Studio album by Pure Prairie League
- Released: June 1975
- Recorded: December 18, 1974 – January 23, 1975
- Genre: Country rock
- Length: 32:10
- Label: RCA Records
- Producer: John Boylan

Pure Prairie League chronology
| Bustin' Out (1972) | Two Lane Highway (1975) | If the Shoe Fits (1976) |

= Two Lane Highway =

Two Lane Highway is the third album by American country rock band Pure Prairie League, released in 1975 (see 1975 in music).
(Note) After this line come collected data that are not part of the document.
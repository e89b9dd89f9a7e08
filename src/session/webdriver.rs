//! W3C WebDriver client over HTTP
//!
//! Implements [`SessionProvider`] and [`BrowserSession`] against a remote hub
//! (basic-auth credentials, out-of-band status reporting) or a local driver
//! endpoint. Every call is a single JSON round trip bounded by the client
//! timeout.

use async_trait::async_trait;
use reqwest::{Client, Method, StatusCode};
use serde_json::{json, Value};
use std::time::Duration;

use super::capabilities::{build_capabilities, new_session_body};
use super::{BrowserSession, ElementHandle, Locator, SessionProvider, SessionStatus};
use crate::config::HubConfig;
use crate::models::EnvironmentSpec;
use crate::utils::error::{ProvisioningError, SessionError};
use crate::utils::truncate_text;

/// W3C web element identifier key
pub const ELEMENT_KEY: &str = "element-6066-11e4-a52e-4f735466cecf";

/// Script used for clicks; works on elements covered by overlays
const CLICK_SCRIPT: &str = "arguments[0].click();";

#[derive(Debug, Clone)]
struct Credentials {
    username: String,
    access_key: String,
}

/// Creates sessions on a WebDriver endpoint
pub struct RemoteProvider {
    client: Client,
    endpoint: String,
    credentials: Option<Credentials>,
    provider_options_key: String,
    report_status: bool,
}

impl RemoteProvider {
    /// Provider for the configured hub
    ///
    /// # Errors
    ///
    /// Returns `ProvisioningError::Connectivity` if the HTTP client cannot be built
    pub fn new(hub: &HubConfig) -> Result<Self, ProvisioningError> {
        let client = Client::builder()
            .timeout(Duration::from_secs(hub.request_timeout_secs))
            .build()
            .map_err(ProvisioningError::Connectivity)?;

        let credentials = match (&hub.username, &hub.access_key) {
            (Some(username), Some(access_key)) if !username.is_empty() => Some(Credentials {
                username: username.clone(),
                access_key: access_key.clone(),
            }),
            _ => None,
        };

        Ok(Self {
            client,
            endpoint: hub.url.trim_end_matches('/').to_string(),
            credentials,
            provider_options_key: hub.provider_options_key.clone(),
            report_status: hub.report_status,
        })
    }

    /// Provider for a local driver endpoint: no credentials, no status reporting
    ///
    /// # Errors
    ///
    /// Returns `ProvisioningError::Connectivity` if the HTTP client cannot be built
    pub fn local(endpoint: &str, timeout: Duration) -> Result<Self, ProvisioningError> {
        let hub = HubConfig {
            url: endpoint.to_string(),
            username: None,
            access_key: None,
            report_status: false,
            request_timeout_secs: timeout.as_secs().max(1),
            ..HubConfig::default()
        };
        Self::new(&hub)
    }

    pub fn endpoint(&self) -> &str {
        &self.endpoint
    }
}

#[async_trait]
impl SessionProvider for RemoteProvider {
    async fn create_session(
        &self,
        env: &EnvironmentSpec,
    ) -> Result<Box<dyn BrowserSession>, ProvisioningError> {
        let caps = build_capabilities(env, &self.provider_options_key);
        let url = format!("{}/session", self.endpoint);

        tracing::debug!(label = %env.label, endpoint = %self.endpoint, "Requesting new session");

        let mut request = self.client.post(&url).json(&new_session_body(caps));
        if let Some(creds) = &self.credentials {
            request = request.basic_auth(&creds.username, Some(&creds.access_key));
        }

        let response = request
            .send()
            .await
            .map_err(ProvisioningError::Connectivity)?;
        let status = response.status();

        if matches!(status, StatusCode::UNAUTHORIZED | StatusCode::FORBIDDEN) {
            return Err(ProvisioningError::Auth(status.as_u16()));
        }

        let body = response
            .text()
            .await
            .map_err(ProvisioningError::Connectivity)?;
        let json: Value = serde_json::from_str(&body).map_err(|e| {
            ProvisioningError::Protocol(format!(
                "HTTP {}: unparseable body ({e}): {}",
                status.as_u16(),
                truncate_text(&body, 200)
            ))
        })?;

        if let Some(error) = json.pointer("/value/error").and_then(Value::as_str) {
            let message = json
                .pointer("/value/message")
                .and_then(Value::as_str)
                .unwrap_or("unknown webdriver error");
            return Err(ProvisioningError::InvalidCapability(format!(
                "{error}: {}",
                truncate_text(message, 300)
            )));
        }

        if !status.is_success() {
            return Err(ProvisioningError::Protocol(format!(
                "HTTP {}: {}",
                status.as_u16(),
                truncate_text(&body, 200)
            )));
        }

        let session_id = json
            .pointer("/value/sessionId")
            .or_else(|| json.pointer("/sessionId"))
            .and_then(Value::as_str)
            .ok_or_else(|| {
                ProvisioningError::Protocol(format!(
                    "missing sessionId: {}",
                    truncate_text(&body, 200)
                ))
            })?
            .to_string();

        tracing::info!(label = %env.label, session_id = %session_id, "Session created");

        Ok(Box::new(RemoteSession {
            client: self.client.clone(),
            base: format!("{}/session/{session_id}", self.endpoint),
            id: session_id,
            credentials: self.credentials.clone(),
            report_status: self.report_status,
        }))
    }
}

/// Live session on a WebDriver endpoint
pub struct RemoteSession {
    client: Client,
    base: String,
    id: String,
    credentials: Option<Credentials>,
    report_status: bool,
}

impl RemoteSession {
    /// Send one command and return its `value` field
    async fn command(
        &self,
        method: Method,
        path: &str,
        body: Option<Value>,
    ) -> Result<Value, SessionError> {
        let url = format!("{}{path}", self.base);
        let mut request = self.client.request(method, &url);
        if let Some(creds) = &self.credentials {
            request = request.basic_auth(&creds.username, Some(&creds.access_key));
        }
        if let Some(body) = body {
            request = request.json(&body);
        }

        let response = request.send().await?;
        let status = response.status();
        let text = response.text().await?;

        let json: Value = serde_json::from_str(&text).map_err(|e| {
            SessionError::Protocol(format!(
                "HTTP {}: unparseable body ({e}): {}",
                status.as_u16(),
                truncate_text(&text, 200)
            ))
        })?;

        if let Some(error) = json.pointer("/value/error").and_then(Value::as_str) {
            let message = json
                .pointer("/value/message")
                .and_then(Value::as_str)
                .unwrap_or_default();
            if error == "stale element reference" {
                return Err(SessionError::StaleElement(truncate_text(message, 200)));
            }
            return Err(SessionError::WebDriver {
                error: error.to_string(),
                message: truncate_text(message, 300),
            });
        }

        if !status.is_success() {
            return Err(SessionError::Protocol(format!(
                "HTTP {}: {}",
                status.as_u16(),
                truncate_text(&text, 200)
            )));
        }

        Ok(json.get("value").cloned().unwrap_or(Value::Null))
    }

    async fn execute(&self, script: &str, args: Vec<Value>) -> Result<Value, SessionError> {
        self.command(
            Method::POST,
            "/execute/sync",
            Some(json!({ "script": script, "args": args })),
        )
        .await
    }

    fn element_ref(element: &ElementHandle) -> Value {
        json!({ ELEMENT_KEY: element.id() })
    }
}

/// Read element handles out of a `find elements` response value
fn parse_elements(value: &Value) -> Result<Vec<ElementHandle>, SessionError> {
    let entries = value
        .as_array()
        .ok_or_else(|| SessionError::Protocol(format!("expected element array, got {value}")))?;

    entries
        .iter()
        .map(|entry| {
            entry
                .get(ELEMENT_KEY)
                .or_else(|| entry.get("ELEMENT"))
                .and_then(Value::as_str)
                .map(|id| ElementHandle(id.to_string()))
                .ok_or_else(|| SessionError::Protocol(format!("malformed element reference {entry}")))
        })
        .collect()
}

/// Provider executor command for out-of-band session status
fn status_script(status: SessionStatus, reason: &str) -> String {
    let command = json!({
        "action": "setSessionStatus",
        "arguments": { "status": status.as_str(), "reason": reason },
    });
    format!("browserstack_executor: {command}")
}

#[async_trait]
impl BrowserSession for RemoteSession {
    fn id(&self) -> &str {
        &self.id
    }

    async fn goto(&self, url: &str) -> Result<(), SessionError> {
        tracing::debug!(session_id = %self.id, url = %url, "Navigating");
        self.command(Method::POST, "/url", Some(json!({ "url": url })))
            .await
            .map(|_| ())
    }

    async fn current_url(&self) -> Result<String, SessionError> {
        let value = self.command(Method::GET, "/url", None).await?;
        Ok(value.as_str().unwrap_or_default().to_string())
    }

    async fn find_all(&self, locator: &Locator) -> Result<Vec<ElementHandle>, SessionError> {
        let value = self
            .command(
                Method::POST,
                "/elements",
                Some(json!({ "using": locator.using(), "value": locator.value() })),
            )
            .await
            .map_err(|e| match e {
                SessionError::WebDriver { error, .. } if error == "invalid selector" => {
                    SessionError::UnsupportedLocator(locator.to_string())
                }
                other => other,
            })?;
        parse_elements(&value)
    }

    async fn is_displayed(&self, element: &ElementHandle) -> Result<bool, SessionError> {
        let value = self
            .command(
                Method::GET,
                &format!("/element/{}/displayed", element.id()),
                None,
            )
            .await?;
        Ok(value.as_bool().unwrap_or(false))
    }

    async fn text(&self, element: &ElementHandle) -> Result<String, SessionError> {
        let value = self
            .command(Method::GET, &format!("/element/{}/text", element.id()), None)
            .await?;
        Ok(value.as_str().unwrap_or_default().to_string())
    }

    async fn attribute(
        &self,
        element: &ElementHandle,
        name: &str,
    ) -> Result<Option<String>, SessionError> {
        let value = self
            .command(
                Method::GET,
                &format!("/element/{}/attribute/{name}", element.id()),
                None,
            )
            .await?;
        Ok(value.as_str().map(str::to_string))
    }

    async fn click(&self, element: &ElementHandle) -> Result<(), SessionError> {
        self.execute(CLICK_SCRIPT, vec![Self::element_ref(element)])
            .await
            .map(|_| ())
    }

    async fn page_source(&self) -> Result<String, SessionError> {
        let value = self.command(Method::GET, "/source", None).await?;
        Ok(value.as_str().unwrap_or_default().to_string())
    }

    async fn set_status(&self, status: SessionStatus, reason: &str) -> Result<(), SessionError> {
        if !self.report_status {
            return Ok(());
        }
        self.execute(&status_script(status, reason), Vec::new())
            .await
            .map(|_| ())
    }

    async fn quit(&self) -> Result<(), SessionError> {
        tracing::debug!(session_id = %self.id, "Deleting session");
        self.command(Method::DELETE, "", None).await.map(|_| ())
    }
}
The line-up of the band was drastically changed from their previous albums. It was the first album without founding member Craig Fuller, who was the primary songwriter, and vocalist, on their two previous LP's.

In addition to the usual 2-channel stereo version the album was also released by RCA Records in a 4-channel quadraphonic sound version in 1975.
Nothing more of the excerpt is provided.